- _Work item_:
Identify each line below containing the string "tools" and copy it.
-------- Data for review
// crates/core/src/pipeline.rs
//! Pipeline coordinator: download → separate → organize for one job.
//!
//! The coordinator drives the job state machine through a [`JobReporter`]
//! and never holds any lock across a collaborator call. Each stage runs only
//! if the previous one succeeded; the first failure ends the job in `error`.

use std::path::{Path, PathBuf};
use std::sync::Arc;

use crate::config::Config;
use crate::downloader::{Downloader, YtDlpDownloader};
use crate::error::{OrganizeError, PipelineError};
use crate::file_manager::{FileManager, Organized, Organizer};
use crate::separator::{DemucsSeparator, Separator};
use crate::types::{JobReporter, JobSource, JobStatus};
use crate::validate::local_title;

/// Coarse progress checkpoints reported to clients.
pub mod progress {
    pub const DOWNLOAD_STARTED: u8 = 10;
    pub const DOWNLOAD_DONE: u8 = 40;
    pub const SEPARATION_STARTED: u8 = 50;
    pub const SEPARATION_DONE: u8 = 80;
    pub const ORGANIZING: u8 = 90;
    pub const COMPLETE: u8 = 100;
}

/// What a successful run produced.
#[derive(Debug, Clone, PartialEq)]
pub struct PipelineOutput {
    pub title: String,
    pub organized: Organized,
}

pub struct Pipeline {
    downloader: Arc<dyn Downloader>,
    separator: Arc<dyn Separator>,
    organizer: Arc<dyn Organizer>,
    temp_dir: PathBuf,
}

impl Pipeline {
    pub fn new(
        downloader: Arc<dyn Downloader>,
        separator: Arc<dyn Separator>,
        organizer: Arc<dyn Organizer>,
        temp_dir: impl Into<PathBuf>,
    ) -> Self {
        Self {
            downloader,
            separator,
            organizer,
            temp_dir: temp_dir.into(),
        }
    }

    /// Production wiring: yt-dlp, demucs and the on-disk file manager.
    pub fn from_config(config: &Config) -> Self {
        let downloader = YtDlpDownloader::new(&config.tools.yt_dlp, &config.temp_dir)
            .with_max_retries(config.max_retries)
            .with_socket_timeout(config.download_timeout_secs);
        let separator = DemucsSeparator::new(&config.tools.demucs, &config.tools.ffmpeg, config.device)
            .with_format(config.output_format);
        let organizer = FileManager::new(&config.output_dir, config.keep_original, config.cleanup_temp);
        Self::new(
            Arc::new(downloader),
            Arc::new(separator),
            Arc::new(organizer),
            &config.temp_dir,
        )
    }

    pub fn temp_dir(&self) -> &Path {
        &self.temp_dir
    }

    /// Run one job to a terminal state, reporting every transition.
    ///
    /// Collaborator failures are mapped to `error` here; the result is also
    /// returned so callers (the CLI) can pick an exit code.
    pub async fn run(
        &self,
        source: &JobSource,
        model: &str,
        reporter: &dyn JobReporter,
    ) -> Result<PipelineOutput, PipelineError> {
        match self.execute(source, model, reporter).await {
            Ok(output) => {
                reporter.complete(&output.organized.stems);
                Ok(output)
            }
            Err(e) => {
                reporter.fail(&e.to_string());
                Err(e)
            }
        }
    }

    async fn execute(
        &self,
        source: &JobSource,
        model: &str,
        reporter: &dyn JobReporter,
    ) -> Result<PipelineOutput, PipelineError> {
        let (audio, title) = match source {
            JobSource::Url(url) => {
                reporter.stage(
                    JobStatus::Downloading,
                    progress::DOWNLOAD_STARTED,
                    "Downloading audio...",
                );
                let downloaded = self.downloader.download(url).await?;
                reporter.stage(JobStatus::Downloading, progress::DOWNLOAD_DONE, "Download complete");
                reporter.set_title(&downloaded.title);
                (downloaded.path, downloaded.title)
            }
            JobSource::LocalFile(path) => {
                let title = local_title(path);
                reporter.set_title(&title);
                (path.clone(), title)
            }
        };

        reporter.stage(
            JobStatus::Separating,
            progress::SEPARATION_STARTED,
            "Separating stems...",
        );
        let scratch = self.temp_dir.join(&title);
        let stems = self.separator.separate(model, &audio, &scratch).await?;
        reporter.stage(JobStatus::Separating, progress::SEPARATION_DONE, "Separation complete");

        reporter.stage(JobStatus::Organizing, progress::ORGANIZING, "Organizing files...");
        let organizer = Arc::clone(&self.organizer);
        let folder_title = title.clone();
        let organized = tokio::task::spawn_blocking(move || {
            organizer.organize(&folder_title, &stems, Some(audio.as_path()))
        })
        .await
        .map_err(|e| OrganizeError::Join(e.to_string()))??;

        Ok(PipelineOutput { title, organized })
    }
}
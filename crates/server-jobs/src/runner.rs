// crates/server-jobs/src/runner.rs
//! Dispatches pipeline workers behind an admission gate.

use std::sync::Arc;

use stemsplit_core::{JobSource, Pipeline, PipelineError};
use tokio::sync::Semaphore;

use crate::registry::{JobRegistry, RegistryReporter};
use crate::types::JobHandle;

/// Spawns one task per submitted job.
///
/// Every task is spawned immediately, but only `max_concurrent` of them run
/// the pipeline at once; the rest wait in `queued` for a permit.
pub struct JobRunner {
    registry: Arc<JobRegistry>,
    pipeline: Arc<Pipeline>,
    admission: Arc<Semaphore>,
    max_concurrent: usize,
}

impl JobRunner {
    pub fn new(registry: Arc<JobRegistry>, pipeline: Arc<Pipeline>, max_concurrent: usize) -> Self {
        let max_concurrent = max_concurrent.max(1);
        Self {
            registry,
            pipeline,
            admission: Arc::new(Semaphore::new(max_concurrent)),
            max_concurrent,
        }
    }

    pub fn registry(&self) -> &Arc<JobRegistry> {
        &self.registry
    }

    pub fn pipeline(&self) -> &Arc<Pipeline> {
        &self.pipeline
    }

    pub fn max_concurrent(&self) -> usize {
        self.max_concurrent
    }

    /// Register a job and spawn its worker. Returns without waiting.
    pub fn submit(&self, source: JobSource, model: &str) -> JobHandle {
        let job = self.registry.create(&source, model);
        let id = job.id;
        let model = model.to_string();
        let registry = Arc::clone(&self.registry);
        let pipeline = Arc::clone(&self.pipeline);
        let admission = Arc::clone(&self.admission);

        let task = tokio::spawn(async move {
            let _permit = match admission.acquire_owned().await {
                Ok(permit) => permit,
                Err(e) => {
                    tracing::error!(job_id = %id, error = %e, "Admission gate closed");
                    let _ = registry.fail(id, "Error: job runner shut down");
                    return;
                }
            };
            tracing::debug!(job_id = %id, "Job admitted");

            // Inner task so a panic surfaces as a JoinError here instead of
            // leaving the job stuck in a non-terminal state.
            let reporter = RegistryReporter::new(Arc::clone(&registry), id);
            let worker = tokio::spawn(async move { pipeline.run(&source, &model, &reporter).await });

            match worker.await {
                Ok(Ok(output)) => {
                    tracing::debug!(job_id = %id, title = %output.title, "Worker finished");
                }
                Ok(Err(e)) => {
                    tracing::debug!(job_id = %id, error = %e, "Worker finished with error");
                }
                Err(e) => {
                    tracing::error!(job_id = %id, error = %e, "Pipeline worker panicked");
                    if let Err(reg) = registry.fail(id, &PipelineError::WorkerPanicked.to_string()) {
                        tracing::warn!(job_id = %id, error = %reg, "Could not mark panicked job");
                    }
                }
            }
        });

        JobHandle::new(id, task, Arc::clone(&self.registry))
    }

    /// Submit one job per URL. A failing job never affects its siblings.
    pub fn submit_batch<I, S>(&self, urls: I, model: &str) -> Vec<JobHandle>
    where
        I: IntoIterator<Item = S>,
        S: Into<String>,
    {
        urls.into_iter()
            .map(|url| self.submit(JobSource::Url(url.into()), model))
            .collect()
    }
}
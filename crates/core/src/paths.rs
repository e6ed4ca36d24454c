//! Centralized path functions for all app storage locations.

use std::path::{Path, PathBuf};

use crate::config::Config;
use crate::error::PreflightError;

/// Name of the append-only audit log kept in the output root.
pub const AUDIT_LOG_NAME: &str = "processed_files.log";

/// App cache root: `~/Library/Caches/stemsplit/` (macOS) or `~/.cache/stemsplit/` (Linux).
pub fn app_cache_dir() -> Option<PathBuf> {
    dirs::cache_dir().map(|d| d.join("stemsplit"))
}

/// Audit log path inside an output root.
pub fn audit_log_path(output_dir: &Path) -> PathBuf {
    output_dir.join(AUDIT_LOG_NAME)
}

/// Create the output, temp and log directories (idempotent).
pub fn ensure_directories(config: &Config) -> Result<(), PreflightError> {
    for dir in [&config.output_dir, &config.temp_dir, &config.log_dir] {
        std::fs::create_dir_all(dir).map_err(|source| PreflightError::CreateDir {
            path: dir.clone(),
            source,
        })?;
    }
    Ok(())
}
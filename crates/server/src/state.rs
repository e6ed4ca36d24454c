// crates/server/src/state.rs
//! Application state for the Axum server.

use std::sync::Arc;
use std::time::Instant;

use stemsplit_core::{Config, Pipeline};
use stemsplit_jobs::{JobRegistry, JobRunner};

/// Shared application state accessible from all route handlers.
pub struct AppState {
    /// Server start time for uptime tracking.
    pub start_time: Instant,
    pub config: Config,
    /// Owns the job registry and the admission gate.
    pub runner: Arc<JobRunner>,
}

impl AppState {
    /// Wire the production collaborators from `config`.
    pub fn new(config: Config) -> Arc<Self> {
        let pipeline = Arc::new(Pipeline::from_config(&config));
        let runner = JobRunner::new(
            Arc::new(JobRegistry::new()),
            pipeline,
            config.admission_limit(),
        );
        Self::with_runner(config, Arc::new(runner))
    }

    /// Build state around an existing runner (tests inject fakes this way).
    pub fn with_runner(config: Config, runner: Arc<JobRunner>) -> Arc<Self> {
        Arc::new(Self {
            start_time: Instant::now(),
            config,
            runner,
        })
    }

    pub fn registry(&self) -> &Arc<JobRegistry> {
        self.runner.registry()
    }

    /// Get uptime in seconds.
    pub fn uptime_secs(&self) -> u64 {
        self.start_time.elapsed().as_secs()
    }
}
impl DemucsSeparator {
    /// `device` is resolved here, so `Auto` probes for a GPU once.
    pub fn new(demucs: impl Into<String>, ffmpeg: impl Into<String>, device: Device) -> Self {
        let demucs = demucs.into();
        let device = device.resolve();
        tracing::info!(device = device.as_str(), "Using device");
        Self {
            cache: ModelCache::new(Box::new(DemucsLoader::new(demucs.clone())), device),
            demucs,
            ffmpeg: ffmpeg.into(),
            format: AudioFormat::Wav,
        }
    }

    pub fn with_format(mut self, format: AudioFormat) -> Self {
        self.format = format;
        self
    }

    pub fn format(&self) -> AudioFormat {
        self.format
    }

    pub fn cache(&self) -> &ModelCache {
        &self.cache
    }

    /// Resample to the model rate and normalize the channel layout.
    /// ffmpeg's `-ac 2` duplicates a mono input into both channels.
    async fn condition_input(
        &self,
        spec: &ModelSpec,
        input: &Path,
        prepared: &Path,
    ) -> Result<(), SeparationError> {
        let output = Command::new(&self.ffmpeg)
            .args(["-hide_banner", "-loglevel", "error", "-y", "-i"])
            .arg(input)
            .args(["-vn", "-ar", &spec.samplerate.to_string()])
            .args(["-ac", &spec.audio_channels.to_string()])
            .args(["-c:a", "pcm_f32le"])
            .arg(prepared)
            .stdin(Stdio::null())
            .output()
            .await
            .map_err(|source| SeparationError::Spawn {
                tool: self.ffmpeg.clone(),
                source,
            })?;
        if !output.status.success() {
            return Err(SeparationError::Failed {
                tool: self.ffmpeg.clone(),
                code: output.status.code(),
                stderr: stderr_excerpt(&output.stderr),
            });
        }
        Ok(())
    }

    fn inference_command(&self, model: &LoadedModel, prepared: &Path, output_dir: &Path) -> Command {
        let mut cmd = Command::new(&self.demucs);
        cmd.args(["-n", &model.spec.name, "-d", model.device.as_str()])
            .arg("-o")
            .arg(output_dir)
            .args(["--filename", "{stem}.{ext}"]);
        if let Some(flag) = self.format.demucs_flag() {
            cmd.arg(flag);
        }
        cmd.arg(prepared).stdin(Stdio::null());
        cmd
    }

    async fn run_inference(
        &self,
        model: &LoadedModel,
        prepared: &Path,
        output_dir: &Path,
    ) -> Result<(), SeparationError> {
        let output = self
            .inference_command(model, prepared, output_dir)
            .output()
            .await
            .map_err(|source| SeparationError::Spawn {
                tool: self.demucs.clone(),
                source,
            })?;
        if !output.status.success() {
            return Err(SeparationError::Failed {
                tool: self.demucs.clone(),
                code: output.status.code(),
                stderr: stderr_excerpt(&output.stderr),
            });
        }
        Ok(())
    }
}

/// Where demucs writes a stem with our filename template.
fn stem_output_path(output_dir: &Path, model: &str, stem: &str, format: AudioFormat) -> PathBuf {
    output_dir.join(model).join(format!("{stem}.{}", format.extension()))
}
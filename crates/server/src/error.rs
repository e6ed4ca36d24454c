// crates/server/src/error.rs
use std::path::PathBuf;

use axum::{
    http::StatusCode,
    response::{IntoResponse, Response},
    Json,
};
use serde::Serialize;
use stemsplit_core::ValidationError;
use thiserror::Error;

/// Structured JSON error response for API errors
#[derive(Debug, Serialize)]
#[cfg_attr(test, derive(serde::Deserialize))]
pub struct ErrorResponse {
    pub error: String,
    #[serde(default, skip_serializing_if = "Option::is_none")]
    pub details: Option<String>,
}

impl ErrorResponse {
    pub fn new(error: impl Into<String>) -> Self {
        Self {
            error: error.into(),
            details: None,
        }
    }

    pub fn with_details(error: impl Into<String>, details: impl Into<String>) -> Self {
        Self {
            error: error.into(),
            details: Some(details.into()),
        }
    }
}

/// API error types that map to HTTP status codes
#[derive(Debug, Error)]
pub enum ApiError {
    #[error("Job not found: {0}")]
    JobNotFound(String),

    #[error("Stem not found: {stem} (job {job_id})")]
    StemNotFound { job_id: String, stem: String },

    #[error("File not found: {}", .0.display())]
    FileNotFound(PathBuf),

    #[error(transparent)]
    Validation(#[from] ValidationError),

    #[error("Bad request: {0}")]
    BadRequest(String),

    #[error("Internal server error: {0}")]
    Internal(String),
}

impl IntoResponse for ApiError {
    fn into_response(self) -> Response {
        let (status, error_response) = match &self {
            ApiError::JobNotFound(id) => {
                tracing::warn!(job_id = %id, "Job not found");
                (
                    StatusCode::NOT_FOUND,
                    ErrorResponse::with_details("Job not found", format!("Job ID: {id}")),
                )
            }
            ApiError::StemNotFound { job_id, stem } => {
                tracing::warn!(job_id = %job_id, stem = %stem, "Stem not found");
                (
                    StatusCode::NOT_FOUND,
                    ErrorResponse::with_details("Stem not found", format!("Stem: {stem}")),
                )
            }
            ApiError::FileNotFound(path) => {
                tracing::error!(path = %path.display(), "Stem file missing on disk");
                (StatusCode::NOT_FOUND, ErrorResponse::new("File not found"))
            }
            ApiError::Validation(err) => {
                tracing::warn!(error = %err, "Rejected request");
                (StatusCode::BAD_REQUEST, validation_response(err))
            }
            ApiError::BadRequest(msg) => {
                tracing::warn!(message = %msg, "Bad request");
                (
                    StatusCode::BAD_REQUEST,
                    ErrorResponse::with_details("Bad request", msg.clone()),
                )
            }
            ApiError::Internal(msg) => {
                tracing::error!(message = %msg, "Internal server error");
                (
                    StatusCode::INTERNAL_SERVER_ERROR,
                    ErrorResponse::new("Internal server error"),
                )
            }
        };

        (status, Json(error_response)).into_response()
    }
}

fn validation_response(err: &ValidationError) -> ErrorResponse {
    match err {
        ValidationError::MissingUrl | ValidationError::EmptyBatch => ErrorResponse::new(err.to_string()),
        ValidationError::UnknownModel(_) => ErrorResponse::with_details("Unknown model", err.to_string()),
        _ => ErrorResponse::with_details("Invalid URL", err.to_string()),
    }
}

/// Result type alias for API handlers
pub type ApiResult<T> = Result<T, ApiError>;
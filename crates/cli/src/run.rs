//! The three CLI modes: single URL, batch file, local file.

use std::collections::HashMap;
use std::path::Path;
use std::sync::Arc;

use indicatif::MultiProgress;
use stemsplit_core::validate::{parse_batch_file, partition_urls};
use stemsplit_core::{
    Config, FileManager, Job, JobSource, JobStatus, Pipeline, PipelineOutput, PreflightError,
    ValidationError,
};
use stemsplit_jobs::{JobRegistry, JobRunner};
use thiserror::Error;

use crate::progress::{self, BarReporter};

/// Failures that end the process with exit code 1.
#[derive(Debug, Error)]
pub enum CliError {
    #[error(transparent)]
    Preflight(#[from] PreflightError),

    #[error(transparent)]
    Validation(#[from] ValidationError),

    #[error("No valid URLs to process!")]
    NoValidUrls,

    #[error("Failed to read batch file {path}: {source}")]
    BatchFile {
        path: String,
        #[source]
        source: std::io::Error,
    },

    #[error("{0}")]
    JobFailed(String),
}

/// Outcome of a URL run. Individual job failures do not fail the process.
#[derive(Debug, Default)]
pub struct RunSummary {
    pub completed: Vec<Job>,
    pub failed: Vec<Job>,
    pub skipped: usize,
}

pub struct App {
    config: Config,
    pipeline: Arc<Pipeline>,
    progress: MultiProgress,
}

impl App {
    pub fn new(config: Config, pipeline: Arc<Pipeline>, progress: MultiProgress) -> Self {
        Self {
            config,
            pipeline,
            progress,
        }
    }

    pub fn config(&self) -> &Config {
        &self.config
    }

    /// Read a batch file and process its URLs.
    pub async fn run_batch_file(&self, path: &Path, model: &str) -> Result<RunSummary, CliError> {
        let contents = tokio::fs::read_to_string(path)
            .await
            .map_err(|source| CliError::BatchFile {
                path: path.display().to_string(),
                source,
            })?;
        self.run_urls(&parse_batch_file(&contents), model).await
    }

    /// Validate `urls`, run the valid ones through the job runner and wait
    /// for all of them.
    pub async fn run_urls(&self, urls: &[String], model: &str) -> Result<RunSummary, CliError> {
        let partition = partition_urls(urls, &self.config.supported_platforms);
        if partition.valid.is_empty() {
            return Err(CliError::NoValidUrls);
        }
        tracing::info!(count = partition.valid.len(), "Processing URL(s)");

        let registry = Arc::new(JobRegistry::new());
        let runner = JobRunner::new(
            Arc::clone(&registry),
            Arc::clone(&self.pipeline),
            self.config.admission_limit(),
        );
        let handles = runner.submit_batch(partition.valid, model);

        let total = handles.len();
        let bars: HashMap<_, _> = handles
            .iter()
            .enumerate()
            .map(|(i, h)| (h.id, progress::job_bar(&self.progress, &format!("[{}/{total}]", i + 1))))
            .collect();
        let final_bars = bars.clone();
        let follower = progress::follow(&registry, bars);

        let mut summary = RunSummary {
            skipped: partition.skipped.len(),
            ..RunSummary::default()
        };
        for handle in handles {
            let Some(job) = handle.wait().await else {
                continue;
            };
            if let Some(bar) = final_bars.get(&job.id) {
                progress::render(bar, &job);
            }
            match job.status {
                JobStatus::Complete => {
                    tracing::info!(url = %job.url, title = %job.title, "[SUCCESS] Complete!");
                    summary.completed.push(job);
                }
                _ => {
                    tracing::error!(url = %job.url, error = %job.message, "Job failed");
                    summary.failed.push(job);
                }
            }
        }
        follower.abort();

        self.cleanup_temp();
        Ok(summary)
    }

    /// Separate a file already on disk. Any failure is fatal.
    pub async fn run_local(&self, path: &Path, model: &str) -> Result<PipelineOutput, CliError> {
        if !path.is_file() {
            return Err(ValidationError::FileNotFound(path.to_path_buf()).into());
        }
        tracing::info!(file = %path.display(), model, "Processing local file");

        let label = path
            .file_name()
            .map(|n| n.to_string_lossy().into_owned())
            .unwrap_or_default();
        let reporter = BarReporter::new(progress::job_bar(&self.progress, &label));
        let result = self
            .pipeline
            .run(&JobSource::LocalFile(path.to_path_buf()), model, &reporter)
            .await
            .map_err(|e| CliError::JobFailed(e.to_string()));

        self.cleanup_temp();
        result
    }

    fn cleanup_temp(&self) {
        let manager = FileManager::new(
            &self.config.output_dir,
            self.config.keep_original,
            self.config.cleanup_temp,
        );
        manager.cleanup_temp_files(&self.config.temp_dir);
    }
}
----------------
- _Task answer_:
        let downloader = YtDlpDownloader::new(&config.tools.yt_dlp, &config.temp_dir)
        let separator = DemucsSeparator::new(&config.tools.demucs, &config.tools.ffmpeg, config.device)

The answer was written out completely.